Segment Start: The data
//! Hiding of delimited math expressions from a Markdown converter.
//!
//! [`extract_math`] replaces every math expression in the text with a
//! numbered marker `@@n@@`, so that the Markdown converter does not mangle
//! the TeX. After conversion, [`restore_math`] puts the rendered math back.
//!
//! Math delimiters must match, braces inside math must balance, and math
//! never spans a blank line (a paragraph break) unless braces are still open.
//! Dollar signs inside code spans and fenced code blocks are not delimiters.
//!
//! Text that already looks like a marker is escaped by inserting a zero
//! (`@@1@@` becomes `@@01@@`) and unescaped again by [`restore_math`].

use once_cell::sync::Lazy;
use regex::{Captures, Regex};

/// A math expression found by [`extract_math`].
#[derive(Debug, Clone, PartialEq, Eq)]
pub struct MathExpression {
    /// The expression including its delimiters.
    pub raw: String,
    /// The expression without delimiters, trimmed.
    pub value: String,
    /// Block (display) math rather than inline math.
    pub display_mode: bool,
}

/// Math delimiters, escaped delimiter-like characters, braces and runs of
/// line breaks. `\\(`, `\\)`, `\\[` and `\\]` are written with a doubled
/// backslash in Markdown source.
static MATH_SPLIT: Lazy<Regex> = Lazy::new(|| {
    Regex::new(r"(?i)\$\$?|\\(?:begin|end)\{[a-z]*\*?\}|\\[{}$]|[{}]|(?:\n\s*)+|\\\\(?:\(|\)|\[|\])")
        .expect("math split pattern is valid")
});

static MARKER_LIKE: Lazy<Regex> =
    Lazy::new(|| Regex::new(r"@@([0-9]+)@@").expect("marker pattern is valid"));

static MARKER: Lazy<Regex> =
    Lazy::new(|| Regex::new(r"@@([1-9][0-9]*)@@").expect("marker pattern is valid"));

static ESCAPED_MARKER: Lazy<Regex> =
    Lazy::new(|| Regex::new(r"@@0([0-9]+)@@").expect("escaped marker pattern is valid"));

/// Start delimiters whose expressions are stripped of the delimiters, with
/// their display mode. Longer delimiters go first.
const DELIMITERS: [(&str, bool); 4] = [("$$", true), ("$", false), ("\\\\[", true), ("\\\\(", false)];

/// Extract math expressions from `text`.
///
/// Returns the text with each expression replaced by `@@n@@` (1-based) and
/// the expressions in order of extraction.
pub fn extract_math(text: &str) -> (String, Vec<MathExpression>) {
    let text = MARKER_LIKE.replace_all(text, "@@0${1}@@");

    let has_code_spans = text.contains('`');
    let text = if has_code_spans {
        escape_codes(&text)
    } else {
        text.into_owned()
    };
    let unescape = |s: &str| {
        if has_code_spans {
            unescape_codes(s)
        } else {
            s.to_string()
        }
    };

    let text = text.replace("\r\n", "\n").replace('\r', "\n");
    let mut blocks = split_blocks(&text);
    let mut math: Vec<String> = Vec::new();

    // Indices into `blocks`; delimiters and other special tokens sit at odd
    // indices.
    let mut start: Option<usize> = None;
    let mut last: Option<usize> = None;
    let mut end_delim: Option<String> = None;
    let mut braces = 0usize;

    let mut i = 1;
    while i < blocks.len() {
        if let Some(start_idx) = start {
            let block = blocks[i].as_str();

            if end_delim.as_deref() == Some(block) {
                if braces > 0 {
                    last = Some(i);
                } else {
                    take_math(&mut blocks, &mut math, start_idx, i, &unescape);
                    start = None;
                    end_delim = None;
                    last = None;
                }
            } else if block == "{" {
                braces += 1;
            } else if block == "}" {
                braces = braces.saturating_sub(1);
            } else if is_paragraph_break(block) {
                if let Some(last_idx) = last {
                    i = last_idx;
                    take_math(&mut blocks, &mut math, start_idx, i, &unescape);
                }
                start = None;
                end_delim = None;
                last = None;
                braces = 0;
            }
        } else {
            let block = blocks[i].as_str();
            let delim = match block {
                "$" | "$$" => Some(block.to_string()),
                "\\\\(" => Some("\\\\)".to_string()),
                "\\\\[" => Some("\\\\]".to_string()),
                _ => block
                    .strip_prefix("\\begin")
                    .map(|env| format!("\\end{}", env)),
            };
            if delim.is_some() {
                start = Some(i);
                end_delim = delim;
                braces = 0;
            }
        }
        i += 2;
    }

    if let (Some(start_idx), Some(last_idx)) = (start, last) {
        take_math(&mut blocks, &mut math, start_idx, last_idx, &unescape);
    }

    let text = unescape(&blocks.concat());
    let expressions = math.iter().map(|raw| parse_delimited_math(raw)).collect();

    (text, expressions)
}

/// Replace the markers in `text` with the strings of `math` (marker `@@n@@`
/// gets `math[n - 1]`) and unescape marker-like sequences.
///
/// Markers without a corresponding entry are removed.
pub fn restore_math<S: AsRef<str>>(text: &str, math: &[S]) -> String {
    let text = MARKER.replace_all(text, |caps: &Captures| {
        caps[1]
            .parse::<usize>()
            .ok()
            .and_then(|n| math.get(n - 1))
            .map(|s| s.as_ref().to_string())
            .unwrap_or_default()
    });
    ESCAPED_MARKER.replace_all(&text, "@@${1}@@").into_owned()
}

/// Remove math markers from `text` and trim it.
pub fn strip_math(text: &str) -> String {
    restore_math::<&str>(text, &[]).trim().to_string()
}

/// Parse a chunk extracted by [`extract_math`].
///
/// An expression without a known start delimiter (e.g. `\begin{..}`) is
/// kept whole as its value and displayed as a block.
pub fn parse_delimited_math(raw: &str) -> MathExpression {
    match DELIMITERS.iter().find(|(delim, _)| raw.starts_with(*delim)) {
        Some((delim, display_mode)) => {
            let value = raw
                .get(delim.len()..raw.len().saturating_sub(delim.len()))
                .unwrap_or("")
                .trim();
            MathExpression {
                raw: raw.to_string(),
                value: value.to_string(),
                display_mode: *display_mode,
            }
        }
        None => MathExpression {
            raw: raw.to_string(),
            value: raw.to_string(),
            display_mode: true,
        },
    }
}

/// Split `text` into alternating plain text and special tokens.
fn split_blocks(text: &str) -> Vec<String> {
    let mut blocks = Vec::new();
    let mut pos = 0;
    for m in MATH_SPLIT.find_iter(text) {
        blocks.push(text[pos..m.start()].to_string());
        blocks.push(m.as_str().to_string());
        pos = m.end();
    }
    blocks.push(text[pos..].to_string());
    blocks
}

/// Collapse `blocks[start..=end]` into a marker and store the math.
fn take_math(
    blocks: &mut [String],
    math: &mut Vec<String>,
    start: usize,
    end: usize,
    unescape: &dyn Fn(&str) -> String,
) {
    let chunk = blocks[start..=end].concat();
    for block in &mut blocks[start + 1..=end] {
        block.clear();
    }
    math.push(unescape(&chunk));
    blocks[start] = format!("@@{}@@", math.len());
}

/// Whether a line-break token contains a blank line.
fn is_paragraph_break(block: &str) -> bool {
    let segments: Vec<&str> = block.split('\n').collect();
    segments.len() > 2
        && segments[1..segments.len() - 1]
            .iter()
            .any(|seg| !seg.contains(is_line_terminator))
}

fn is_line_terminator(c: char) -> bool {
    matches!(c, '\n' | '\r' | '\u{2028}' | '\u{2029}')
}

fn is_line_start(chars: &[char], pos: usize) -> bool {
    pos == 0 || is_line_terminator(chars[pos - 1])
}

fn count_backticks(chars: &[char], pos: usize) -> usize {
    chars[pos.min(chars.len())..]
        .iter()
        .take_while(|&&c| c == '`')
        .count()
}

/// Hide `$` inside code spans and fenced code blocks behind `~D` (and `~`
/// itself behind `~T`), so they are not mistaken for math delimiters.
fn escape_codes(text: &str) -> String {
    let chars: Vec<char> = text.replace('~', "~T").chars().collect();
    let chars = escape_matches(&chars, match_code_span);
    let chars = escape_matches(&chars, match_fenced_code);
    chars.into_iter().collect()
}

/// Reverse [`escape_codes`].
fn unescape_codes(text: &str) -> String {
    let mut out = String::with_capacity(text.len());
    let mut chars = text.chars().peekable();
    while let Some(c) = chars.next() {
        if c == '~' {
            match chars.peek() {
                Some('T') => {
                    chars.next();
                    out.push('~');
                    continue;
                }
                Some('D') => {
                    chars.next();
                    out.push('$');
                    continue;
                }
                _ => {}
            }
        }
        out.push(c);
    }
    out
}

/// Scan left to right and escape `$` in every region found by `matcher`,
/// which returns the end of a region starting at the given position.
fn escape_matches(chars: &[char], matcher: fn(&[char], usize) -> Option<usize>) -> Vec<char> {
    let mut out = Vec::with_capacity(chars.len());
    let mut pos = 0;
    while pos < chars.len() {
        match matcher(chars, pos) {
            Some(end) => {
                for &c in &chars[pos..end] {
                    if c == '$' {
                        out.extend(['~', 'D']);
                    } else {
                        out.push(c);
                    }
                }
                pos = end;
            }
            None => {
                out.push(chars[pos]);
                pos += 1;
            }
        }
    }
    out
}

/// A code span at `pos`: either at a line start, or preceded by one
/// character that is not a backslash.
fn match_code_span(chars: &[char], pos: usize) -> Option<usize> {
    if is_line_start(chars, pos) {
        if let Some(end) = match_backtick_run(chars, pos) {
            return Some(end);
        }
    }
    if chars[pos] != '\\' {
        return match_backtick_run(chars, pos + 1);
    }
    None
}

/// A run of backticks at `pos`, single-line content not ending with a
/// backtick, and a closing run of the same length not followed by another
/// backtick. Shorter opening runs are tried when the longest one fails.
fn match_backtick_run(chars: &[char], pos: usize) -> Option<usize> {
    let max = count_backticks(chars, pos);

    for n in (1..=max).rev() {
        let content_start = pos + n;
        for last in content_start..chars.len() {
            let c = chars[last];
            if c == '\n' {
                break;
            }
            if c == '`' {
                continue;
            }
            let close = last + 1;
            if count_backticks(chars, close) == n {
                return Some(close + n);
            }
        }
    }
    None
}

/// A fenced code block at `pos`: a line start, up to three whitespace
/// characters, three or more backticks, and the nearest closing run of the
/// same length.
fn match_fenced_code(chars: &[char], pos: usize) -> Option<usize> {
    if !is_line_start(chars, pos) {
        return None;
    }

    let indent = chars[pos..]
        .iter()
        .take(4)
        .take_while(|c| c.is_whitespace())
        .count();
    if indent > 3 {
        return None;
    }

    let fence_start = pos + indent;
    let max = count_backticks(chars, fence_start);
    if max < 3 {
        return None;
    }

    for n in (3..=max).rev() {
        let body_start = fence_start + n;
        for close in body_start..chars.len() {
            if chars[close..].len() >= n && chars[close..close + n].iter().all(|&c| c == '`') {
                return Some(close + n);
            }
            if matches!(chars[close], '\r' | '\u{2028}' | '\u{2029}') {
                break;
            }
        }
    }
    None
}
Segment End: The data
= What the task requires =
Begin with the first line of the data above and, please, print each line exactly until you have printed the line containing "static ESCAPED_MARKER: Lazy<Regex>"; print nothing else.

= Reply to the exercise =
//! Hiding of delimited math expressions from a Markdown converter.
//!
//! [`extract_math`] replaces every math expression in the text with a
//! numbered marker `@@n@@`, so that the Markdown converter does not mangle
//! the TeX. After conversion, [`restore_math`] puts the rendered math back.
//!
//! Math delimiters must match, braces inside math must balance, and math
//! never spans a blank line (a paragraph break) unless braces are still open.
//! Dollar signs inside code spans and fenced code blocks are not delimiters.
//!
//! Text that already looks like a marker is escaped by inserting a zero
//! (`@@1@@` becomes `@@01@@`) and unescaped again by [`restore_math`].

use once_cell::sync::Lazy;
use regex::{Captures, Regex};

/// A math expression found by [`extract_math`].
#[derive(Debug, Clone, PartialEq, Eq)]
pub struct MathExpression {
    /// The expression including its delimiters.
    pub raw: String,
    /// The expression without delimiters, trimmed.
    pub value: String,
    /// Block (display) math rather than inline math.
    pub display_mode: bool,
}

/// Math delimiters, escaped delimiter-like characters, braces and runs of
/// line breaks. `\\(`, `\\)`, `\\[` and `\\]` are written with a doubled
/// backslash in Markdown source.
static MATH_SPLIT: Lazy<Regex> = Lazy::new(|| {
    Regex::new(r"(?i)\$\$?|\\(?:begin|end)\{[a-z]*\*?\}|\\[{}$]|[{}]|(?:\n\s*)+|\\\\(?:\(|\)|\[|\])")
        .expect("math split pattern is valid")
});

static MARKER_LIKE: Lazy<Regex> =
    Lazy::new(|| Regex::new(r"@@([0-9]+)@@").expect("marker pattern is valid"));

static MARKER: Lazy<Regex> =
    Lazy::new(|| Regex::new(r"@@([1-9][0-9]*)@@").expect("marker pattern is valid"));

static ESCAPED_MARKER: Lazy<Regex> =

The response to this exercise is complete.